CAN Féminine 2026 – Justin Madugu (Coach Nigéria) : « C’est un nouveau match et une autre compétition »

Après un revers tout aussi inattendu que saisissant face au Malawi (3-2) lors de leur entrée en lice, les Super Falcons du Nigeria se retrouvent au bord du gouffre. Pour conserver leurs chances de qualification en quart de finale de la Coupe d’Afrique des Nations Féminine 2026 (WAFCON), les Nigérianes n’ont d’autre choix que de se reprendre immédiatement. La tâche s’annonce toutefois ardue face à une équipe de Zambie en pleine confiance, qui a littéralement balayé l’Égypte sur le score implacable de 6-0 lors de son premier match du Groupe C.
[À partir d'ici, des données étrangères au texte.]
//! Sliding-window summary with quantile estimation.
//!
//! Samples are kept in `age_buckets` rotating buckets spanning
//! `max_age / age_buckets` each. A bucket is dropped once its opening time
//! is older than `max_age`, so samples age out without explicit deletion.
//! Each bucket holds at most `buf_cap` samples; the oldest are evicted first.
//!
//! `sum` and `count` are cumulative over the lifetime of the summary, as in
//! the Prometheus summary type.

use std::collections::VecDeque;
use std::time::{Duration, Instant};

use esprobe_core::SummaryWindow;

/// Quantiles exported for every summary.
pub const OBJECTIVES: [f64; 3] = [0.5, 0.9, 0.99];

#[derive(Debug, Clone)]
struct AgeBucket {
    opened: Instant,
    samples: VecDeque<f64>,
}

#[derive(Debug, Clone)]
pub struct Summary {
    window: SummaryWindow,
    bucket_span: Duration,
    buckets: VecDeque<AgeBucket>,
    sum: f64,
    count: u64,
}

/// Point-in-time view of a summary.
#[derive(Debug, Clone, PartialEq)]
pub struct SummarySnapshot {
    /// `(quantile, value)` pairs, `NaN` when the window is empty.
    pub quantiles: Vec<(f64, f64)>,
    pub sum: f64,
    pub count: u64,
}

impl Summary {
    pub fn new(window: SummaryWindow) -> Self {
        let age_buckets = window.age_buckets.max(1);
        Self {
            window,
            bucket_span: window.max_age / age_buckets,
            buckets: VecDeque::with_capacity(age_buckets as usize),
            sum: 0.0,
            count: 0,
        }
    }

    pub fn observe(&mut self, value: f64) {
        self.observe_at(value, Instant::now());
    }

    pub(crate) fn observe_at(&mut self, value: f64, now: Instant) {
        self.expire(now);

        let needs_bucket = match self.buckets.back() {
            Some(b) => now.saturating_duration_since(b.opened) >= self.bucket_span,
            None => true,
        };
        if needs_bucket {
            self.buckets.push_back(AgeBucket {
                opened: now,
                samples: VecDeque::new(),
            });
            while self.buckets.len() > self.window.age_buckets.max(1) as usize {
                self.buckets.pop_front();
            }
        }

        if let Some(bucket) = self.buckets.back_mut() {
            if bucket.samples.len() >= self.window.buf_cap.max(1) {
                bucket.samples.pop_front();
            }
            bucket.samples.push_back(value);
        }

        self.sum += value;
        self.count += 1;
    }

    pub fn snapshot(&self) -> SummarySnapshot {
        self.snapshot_at(Instant::now())
    }

    pub(crate) fn snapshot_at(&self, now: Instant) -> SummarySnapshot {
        let mut samples: Vec<f64> = self
            .live_at(now)
            .flat_map(|b| b.samples.iter().copied())
            .collect();
        samples.sort_unstable_by(f64::total_cmp);

        let quantiles = OBJECTIVES
            .iter()
            .map(|&q| (q, quantile(&samples, q)))
            .collect();

        SummarySnapshot {
            quantiles,
            sum: self.sum,
            count: self.count,
        }
    }

    fn live_at(&self, now: Instant) -> impl Iterator<Item = &AgeBucket> {
        let max_age = self.window.max_age;
        self.buckets
            .iter()
            .filter(move |b| now.saturating_duration_since(b.opened) < max_age)
    }

    fn expire(&mut self, now: Instant) {
        while let Some(front) = self.buckets.front() {
            if now.saturating_duration_since(front.opened) >= self.window.max_age {
                self.buckets.pop_front();
            } else {
                break;
            }
        }
    }
}

/// Nearest-rank quantile over sorted samples.
fn quantile(sorted: &[f64], q: f64) -> f64 {
    if sorted.is_empty() {
        return f64::NAN;
    }
    let rank = (q * sorted.len() as f64).ceil() as usize;
    sorted[rank.saturating_sub(1).min(sorted.len() - 1)]
}
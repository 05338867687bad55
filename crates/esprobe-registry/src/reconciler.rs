//! Reconciler — garbage collects the series of vanished nodes.
//!
//! A pass compares the node identities known to the ledger against the live
//! set of the current discovery cycle. Every known identity missing from the
//! live set has all of its series deleted. Series of live identities are
//! never touched, so an interrupted pass can only leave stale series behind.
//!
//! Malformed ledger keys are logged, counted as internal errors and
//! skipped; they never abort the rest of the pass.

use std::collections::HashSet;
use std::sync::Arc;
use std::time::{Duration, Instant};

use tracing::{debug, info, warn};

use esprobe_core::NodeIdentity;
use esprobe_metrics::MetricStore;

use crate::error::RegistryError;
use crate::ledger::SeenNodeLedger;

/// The slice of the metric store the reconciler drives.
pub trait SeriesStore: Send + Sync {
    /// Delete every series of a node; must be a no-op for unknown nodes.
    fn delete_series(&self, node: &NodeIdentity) -> bool;

    fn observe_cleaning_duration(&self, elapsed: Duration);

    fn increment_error_count(&self);
}

impl SeriesStore for MetricStore {
    fn delete_series(&self, node: &NodeIdentity) -> bool {
        MetricStore::delete_series(self, node)
    }

    fn observe_cleaning_duration(&self, elapsed: Duration) {
        MetricStore::observe_cleaning_duration(self, elapsed)
    }

    fn increment_error_count(&self) {
        MetricStore::increment_error_count(self)
    }
}

/// Outcome of one reconciliation pass.
#[derive(Debug, Clone, Default, PartialEq)]
pub struct ReconcileReport {
    /// Known identities still present in the live set.
    pub kept: Vec<NodeIdentity>,
    /// Known identities whose series were deleted.
    pub vanished: Vec<NodeIdentity>,
    /// Ledger entries that could not be decoded.
    pub malformed: Vec<RegistryError>,
    /// Wall-clock cost of the pass.
    pub elapsed: Duration,
}

pub struct Reconciler<S: SeriesStore = MetricStore> {
    store: Arc<S>,
}

impl<S: SeriesStore> Reconciler<S> {
    pub fn new(store: Arc<S>) -> Self {
        Self { store }
    }

    /// Run a pass over serialized `name|cluster` ledger keys.
    ///
    /// Duplicate keys share the verdict of their first occurrence, so each
    /// vanished identity is deleted exactly once per pass.
    pub fn reconcile_keys<K: AsRef<str>>(
        &self,
        live: &[NodeIdentity],
        ever_known: &[K],
    ) -> ReconcileReport {
        let start = Instant::now();
        let mut pass = Pass::new(live);

        for key in ever_known {
            let key = key.as_ref();
            match NodeIdentity::from_key(key) {
                Ok(identity) => {
                    pass.visit(self.store.as_ref(), identity);
                }
                Err(source) => {
                    warn!(%key, error = %source, "skipping malformed ledger entry");
                    self.store.increment_error_count();
                    pass.report.malformed.push(RegistryError::MalformedLedgerEntry {
                        key: key.to_string(),
                        source,
                    });
                }
            }
        }

        self.finish(start, pass.report)
    }

    /// Run a pass over the ledger and evict vanished identities from it.
    ///
    /// The ledger is read once at the start of the pass; nodes recorded
    /// while the pass runs are left for the next one. An identity recorded
    /// again after that read keeps its ledger entry even if its series were
    /// deleted, so whatever the concurrent cycle writes stays collectable.
    pub fn reconcile(&self, live: &[NodeIdentity], ledger: &SeenNodeLedger) -> ReconcileReport {
        let start = Instant::now();
        let mut pass = Pass::new(live);

        let mut evict = Vec::new();
        for (identity, generation) in ledger.snapshot() {
            if pass.visit(self.store.as_ref(), identity.clone()) {
                evict.push((identity, generation));
            }
        }
        for (identity, generation) in &evict {
            if !ledger.forget_if_unchanged(identity, *generation) {
                debug!(nodename = %identity.name, cluster = %identity.cluster, "node recorded again during pass, keeping ledger entry");
            }
        }

        self.finish(start, pass.report)
    }

    fn finish(&self, start: Instant, mut report: ReconcileReport) -> ReconcileReport {
        report.elapsed = start.elapsed();
        self.store.observe_cleaning_duration(report.elapsed);
        debug!(
            kept = report.kept.len(),
            vanished = report.vanished.len(),
            malformed = report.malformed.len(),
            elapsed_ns = report.elapsed.as_nanos() as u64,
            "metrics cleaning pass finished"
        );
        report
    }
}

/// Bookkeeping of a single pass.
struct Pass<'a> {
    live: HashSet<&'a NodeIdentity>,
    visited: HashSet<NodeIdentity>,
    report: ReconcileReport,
}

impl<'a> Pass<'a> {
    fn new(live: &'a [NodeIdentity]) -> Self {
        Self {
            live: live.iter().collect(),
            visited: HashSet::new(),
            report: ReconcileReport::default(),
        }
    }

    /// Judge one identity. Returns `true` if its series were deleted.
    fn visit<S: SeriesStore + ?Sized>(&mut self, store: &S, identity: NodeIdentity) -> bool {
        if self.visited.contains(&identity) {
            return false;
        }

        let vanished = !self.live.contains(&identity);
        if vanished {
            info!(nodename = %identity.name, cluster = %identity.cluster, "metrics removed for vanished node");
            store.delete_series(&identity);
            self.report.vanished.push(identity.clone());
        } else {
            debug!(nodename = %identity.name, cluster = %identity.cluster, "metrics are live, keeping them");
            self.report.kept.push(identity.clone());
        }
        self.visited.insert(identity);
        vanished
    }
}

#[cfg(test)]
mod tests {
    use std::sync::atomic::{AtomicU64, Ordering};
    use std::sync::Mutex;

    use super::*;

    /// Records every call instead of storing series.
    #[derive(Default)]
    struct RecordingStore {
        deletions: Mutex<Vec<NodeIdentity>>,
        durations: Mutex<Vec<Duration>>,
        errors: AtomicU64,
    }

    impl RecordingStore {
        fn deletions(&self) -> Vec<NodeIdentity> {
            self.deletions.lock().unwrap().clone()
        }

        fn deletions_of(&self, node: &NodeIdentity) -> usize {
            self.deletions().iter().filter(|d| *d == node).count()
        }

        fn durations(&self) -> Vec<Duration> {
            self.durations.lock().unwrap().clone()
        }
    }

    impl SeriesStore for RecordingStore {
        fn delete_series(&self, node: &NodeIdentity) -> bool {
            self.deletions.lock().unwrap().push(node.clone());
            true
        }

        fn observe_cleaning_duration(&self, elapsed: Duration) {
            self.durations.lock().unwrap().push(elapsed);
        }

        fn increment_error_count(&self) {
            self.errors.fetch_add(1, Ordering::Relaxed);
        }
    }

    fn node(name: &str, cluster: &str) -> NodeIdentity {
        NodeIdentity::new(name, cluster)
    }

    fn recording() -> (Arc<RecordingStore>, Reconciler<RecordingStore>) {
        let store = Arc::new(RecordingStore::default());
        (store.clone(), Reconciler::new(store))
    }

    #[test]
    fn vanished_node_deleted_once_live_nodes_untouched() {
        let (store, reconciler) = recording();
        let live = vec![node("n1", "c1"), node("n3", "c2")];

        let report = reconciler.reconcile_keys(&live, &["n1|c1", "n2|c1", "n3|c2"]);

        assert_eq!(store.deletions(), vec![node("n2", "c1")]);
        assert_eq!(report.vanished, vec![node("n2", "c1")]);
        assert_eq!(report.kept, live);
        assert!(report.malformed.is_empty());
    }

    #[test]
    fn empty_ledger_deletes_nothing() {
        let (store, reconciler) = recording();
        let keys: [&str; 0] = [];

        let report = reconciler.reconcile_keys(&[node("n1", "c1")], &keys);

        assert!(store.deletions().is_empty());
        assert_eq!(report, ReconcileReport { elapsed: report.elapsed, ..Default::default() });
        assert_eq!(store.durations().len(), 1);
    }

    #[test]
    fn empty_live_set_deletes_everything_known() {
        let (store, reconciler) = recording();

        reconciler.reconcile_keys(&[], &["n1|c1"]);

        assert_eq!(store.deletions(), vec![node("n1", "c1")]);
    }

    #[test]
    fn malformed_key_is_skipped_and_counted() {
        let (store, reconciler) = recording();

        let report = reconciler.reconcile_keys(&[node("n1", "c1")], &["garbage", "n2|c1", "n1|c1"]);

        assert_eq!(store.deletions(), vec![node("n2", "c1")]);
        assert_eq!(store.errors.load(Ordering::Relaxed), 1);
        assert_eq!(report.malformed.len(), 1);
        assert!(matches!(
            &report.malformed[0],
            RegistryError::MalformedLedgerEntry { key, .. } if key == "garbage"
        ));
        assert_eq!(store.durations().len(), 1);
    }

    #[test]
    fn match_requires_name_and_cluster() {
        let (store, reconciler) = recording();
        // Same name, other cluster; same cluster, other name.
        let live = vec![node("n1", "c2"), node("n2", "c1")];

        reconciler.reconcile_keys(&live, &["n1|c1"]);

        assert_eq!(store.deletions(), vec![node("n1", "c1")]);
    }

    #[test]
    fn match_is_case_sensitive() {
        let (store, reconciler) = recording();

        reconciler.reconcile_keys(&[node("N1", "c1")], &["n1|c1"]);

        assert_eq!(store.deletions(), vec![node("n1", "c1")]);
    }

    #[test]
    fn duplicates_do_not_change_the_outcome() {
        let (store, reconciler) = recording();
        let live = vec![node("n1", "c1"), node("n1", "c1")];

        let report = reconciler.reconcile_keys(&live, &["n1|c1", "n2|c1", "n2|c1", "n1|c1"]);

        assert_eq!(store.deletions_of(&node("n2", "c1")), 1);
        assert_eq!(store.deletions_of(&node("n1", "c1")), 0);
        assert_eq!(report.kept, vec![node("n1", "c1")]);
        assert_eq!(report.vanished, vec![node("n2", "c1")]);
    }

    #[test]
    fn key_with_extra_delimiter_keeps_it_in_cluster() {
        let (store, reconciler) = recording();

        reconciler.reconcile_keys(&[node("n1", "c|x")], &["n1|c|x", "n2|c|x"]);

        assert_eq!(store.deletions(), vec![node("n2", "c|x")]);
    }

    #[test]
    fn one_duration_observation_per_pass() {
        let (store, reconciler) = recording();
        let ledger = SeenNodeLedger::new();

        reconciler.reconcile_keys(&[], &["n1|c1"]);
        reconciler.reconcile_keys::<&str>(&[], &[]);
        reconciler.reconcile(&[], &ledger);

        let durations = store.durations();
        assert_eq!(durations.len(), 3);
        assert!(durations.iter().all(|d| *d >= Duration::ZERO));
    }

    #[test]
    fn reconcile_prunes_vanished_from_ledger() {
        let (store, reconciler) = recording();
        let ledger = SeenNodeLedger::new();
        for n in [node("n1", "c1"), node("n2", "c1"), node("n3", "c2")] {
            ledger.record(&n);
        }

        let report = reconciler.reconcile(&[node("n1", "c1"), node("n3", "c2")], &ledger);

        assert_eq!(report.vanished, vec![node("n2", "c1")]);
        assert_eq!(store.deletions(), vec![node("n2", "c1")]);
        assert_eq!(ledger.all_known(), vec![node("n1", "c1"), node("n3", "c2")]);

        // Nothing left to collect on the next identical pass.
        let report = reconciler.reconcile(&[node("n1", "c1"), node("n3", "c2")], &ledger);
        assert!(report.vanished.is_empty());
        assert_eq!(store.deletions().len(), 1);
    }

    #[test]
    fn reconcile_ignores_live_nodes_missing_from_ledger() {
        let (store, reconciler) = recording();
        let ledger = SeenNodeLedger::new();

        let report = reconciler.reconcile(&[node("n1", "c1")], &ledger);

        assert!(store.deletions().is_empty());
        assert!(report.kept.is_empty());
    }

    #[test]
    fn reconcile_against_real_store() {
        let store = Arc::new(MetricStore::default());
        let reconciler = Reconciler::new(store.clone());
        let ledger = SeenNodeLedger::new();
        let n1 = node("n1", "c1");
        let n2 = node("n2", "c1");
        for n in [&n1, &n2] {
            ledger.record(n);
            store.set_doc_count(n, 10);
        }

        reconciler.reconcile(&[n1.clone()], &ledger);

        assert_eq!(store.tracked_nodes(), vec![n1]);
        assert_eq!(store.snapshot().cleaning_duration.count, 1);
    }

    /// Store that sees its node rediscovered right after the deletion, the
    /// way a concurrent probe cycle would.
    struct RediscoveringStore {
        inner: Arc<MetricStore>,
        ledger: Arc<SeenNodeLedger>,
    }

    impl SeriesStore for RediscoveringStore {
        fn delete_series(&self, node: &NodeIdentity) -> bool {
            let deleted = self.inner.delete_series(node);
            self.ledger.record(node);
            self.inner
                .set_availability(node, esprobe_core::ServiceKind::Elasticsearch, true);
            deleted
        }

        fn observe_cleaning_duration(&self, elapsed: Duration) {
            self.inner.observe_cleaning_duration(elapsed);
        }

        fn increment_error_count(&self) {
            self.inner.increment_error_count();
        }
    }

    #[test]
    fn node_recorded_during_pass_stays_collectable() {
        let inner = Arc::new(MetricStore::default());
        let ledger = Arc::new(SeenNodeLedger::new());
        let x = node("x", "c1");
        ledger.record(&x);
        inner.set_doc_count(&x, 1);

        let racing = Reconciler::new(Arc::new(RediscoveringStore {
            inner: inner.clone(),
            ledger: ledger.clone(),
        }));
        let report = racing.reconcile(&[], &ledger);
        assert_eq!(report.vanished, vec![x.clone()]);
        // Rewritten by the concurrent cycle, and still known.
        assert!(inner.has_series(&x));
        assert!(ledger.contains(&x));

        // Once the node is really gone, a plain pass collects it.
        Reconciler::new(inner.clone()).reconcile(&[], &ledger);
        assert!(!inner.has_series(&x));
        assert!(ledger.is_empty());
    }
}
Bien que le Nigeria ait largement dominé la Zambie (5-0) lors de la précédente édition, le sélectionneur Justin Madugu refuse catégoriquement de se reposer sur les succès passés. Présent en conférence de presse à Rabat, il a tenu à recentrer les débats sur le présent : « L’année dernière, c’est du passé, c’est de l’histoire ancienne. C’est un nouveau match et une tout autre compétition. Nous n’utilisons pas les résultats passés pour évaluer notre adversaire. Nous analysons ce que la Zambie réalise aujourd’hui. » a-t-il déclaré.

Conscient de l’état d’esprit des deux équipes, Madugu a souligné que son groupe s’attend à un combat acharné sans pour autant aborder la rencontre en victime. « Nous savons très bien que leur victoire éclatante contre l’Égypte a boosté leur moral, tout comme nous payons le prix de notre récente défaite. Mais nous ne voulons pas entrer sur le terrain en ayant l’air battus d’avance. Notre objectif ultime reste la victoire et nous savons exactement ce qui est en jeu : c’est la victoire ou rien, et nous ne prendrons absolument rien pour acquis », a-t-il affirmé avec détermination.

L’enjeu de cette confrontation est monumental pour les deux nations et façonnera la suite du tournoi. Un succès permettrait à la Zambie de valider prématurément son billet pour les quarts de finale avant même d’affronter le Malawi. En revanche, pour le Nigeria, ogre historique du football féminin africain, une nouvelle défaite scellerait une élimination précoce dès la phase de groupes, ce qui constituerait un séisme sans précédent dans l’histoire de la compétition.